Problem requirements
Below are the records. Reproduce the line that contains "or checking configuration." and every line after it to the end, exactly and alone.

(Saved entries)
= = =

use clap::{Args, Subcommand};

/// Group commands.
#[derive(Clone, Debug, Subcommand)]
pub enum GroupsCommands {
    /// List every group with its members and evaluation.
    List(GroupsListArgs),
}

#[derive(Clone, Debug, Args)]
pub struct GroupsListArgs {
    /// Show members and evaluation on every card.
    #[arg(long)]
    pub expand: bool,
    /// Extra attempts if loading fails (overrides `general.retries`).
    #[arg(long)]
    pub retries: Option<u32>,
}
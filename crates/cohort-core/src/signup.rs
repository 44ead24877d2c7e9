//! Student sign-up form.

use serde::Serialize;

use crate::errors::CoreError;

/// Fields collected when a student registers.
#[derive(Debug, Clone, Default)]
pub struct SignUpForm {
    pub name: String,
    /// School registration number.
    pub registration: String,
    pub email: String,
    pub password: String,
    pub confirm_password: String,
}

/// The student row written after the account is created.
#[derive(Debug, Clone, PartialEq, Eq, Serialize)]
pub struct NewStudent {
    pub name: String,
    pub registration: String,
    pub email: String,
}

impl SignUpForm {
    /// Check that every field is filled in and both passwords match.
    ///
    /// # Errors
    ///
    /// Returns [`CoreError::Validation`] describing the first failed check.
    pub fn validate(&self) -> Result<(), CoreError> {
        let fields = [
            &self.name,
            &self.registration,
            &self.email,
            &self.password,
            &self.confirm_password,
        ];
        if fields.iter().any(|field| field.trim().is_empty()) {
            return Err(CoreError::Validation("please fill in all fields".into()));
        }
        if self.password != self.confirm_password {
            return Err(CoreError::Validation("passwords do not match".into()));
        }
        Ok(())
    }

    /// The student row for this form, with surrounding whitespace removed.
    #[must_use]
    pub fn student(&self) -> NewStudent {
        NewStudent {
            name: self.name.trim().to_string(),
            registration: self.registration.trim().to_string(),
            email: self.email.trim().to_string(),
        }
    }
}
//! Errors raised while loading or checking configuration.

use thiserror::Error;

#[derive(Debug, Error)]
pub enum ConfigError {
    /// A TOML file or env var could not be merged into the config shape.
    #[error("cannot read cohort configuration: {0}")]
    Figment(#[from] figment::Error),

    /// A section the command needs has empty required fields.
    #[error("[{section}] is not configured; set it in .cohort/config.toml or COHORT_{}__* env vars", .section.to_uppercase())]
    NotConfigured { section: String },

    /// A value is present but unusable.
    #[error("{field}: {reason}")]
    InvalidValue { field: String, reason: String },
}
use clap::ValueEnum;

/// Shared output mode across all commands.
#[derive(Clone, Copy, Debug, Eq, PartialEq, ValueEnum)]
pub enum OutputFormat {
    /// Group cards; other responses as `key: value` lines.
    Card,
    Json,
    Table,
    Raw,
}

/// When to colorize table output.
#[derive(Clone, Copy, Debug, Eq, PartialEq, ValueEnum)]
pub enum ColorMode {
    Auto,
    Always,
    Never,
}

/// Global flags available before or after subcommands.
#[derive(Clone, Debug)]
pub struct GlobalFlags {
    pub format: OutputFormat,
    pub quiet: bool,
    pub verbose: bool,
    pub color: ColorMode,
}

= = =

Output
//! Errors raised while loading or checking configuration.

use thiserror::Error;

#[derive(Debug, Error)]
pub enum ConfigError {
    /// A TOML file or env var could not be merged into the config shape.
    #[error("cannot read cohort configuration: {0}")]
    Figment(#[from] figment::Error),

    /// A section the command needs has empty required fields.
    #[error("[{section}] is not configured; set it in .cohort/config.toml or COHORT_{}__* env vars", .section.to_uppercase())]
    NotConfigured { section: String },

    /// A value is present but unusable.
    #[error("{field}: {reason}")]
    InvalidValue { field: String, reason: String },
}
use clap::ValueEnum;

/// Shared output mode across all commands.
#[derive(Clone, Copy, Debug, Eq, PartialEq, ValueEnum)]
pub enum OutputFormat {
    /// Group cards; other responses as `key: value` lines.
    Card,
    Json,
    Table,
    Raw,
}

/// When to colorize table output.
#[derive(Clone, Copy, Debug, Eq, PartialEq, ValueEnum)]
pub enum ColorMode {
    Auto,
    Always,
    Never,
}

/// Global flags available before or after subcommands.
#[derive(Clone, Debug)]
pub struct GlobalFlags {
    pub format: OutputFormat,
    pub quiet: bool,
    pub verbose: bool,
    pub color: ColorMode,
}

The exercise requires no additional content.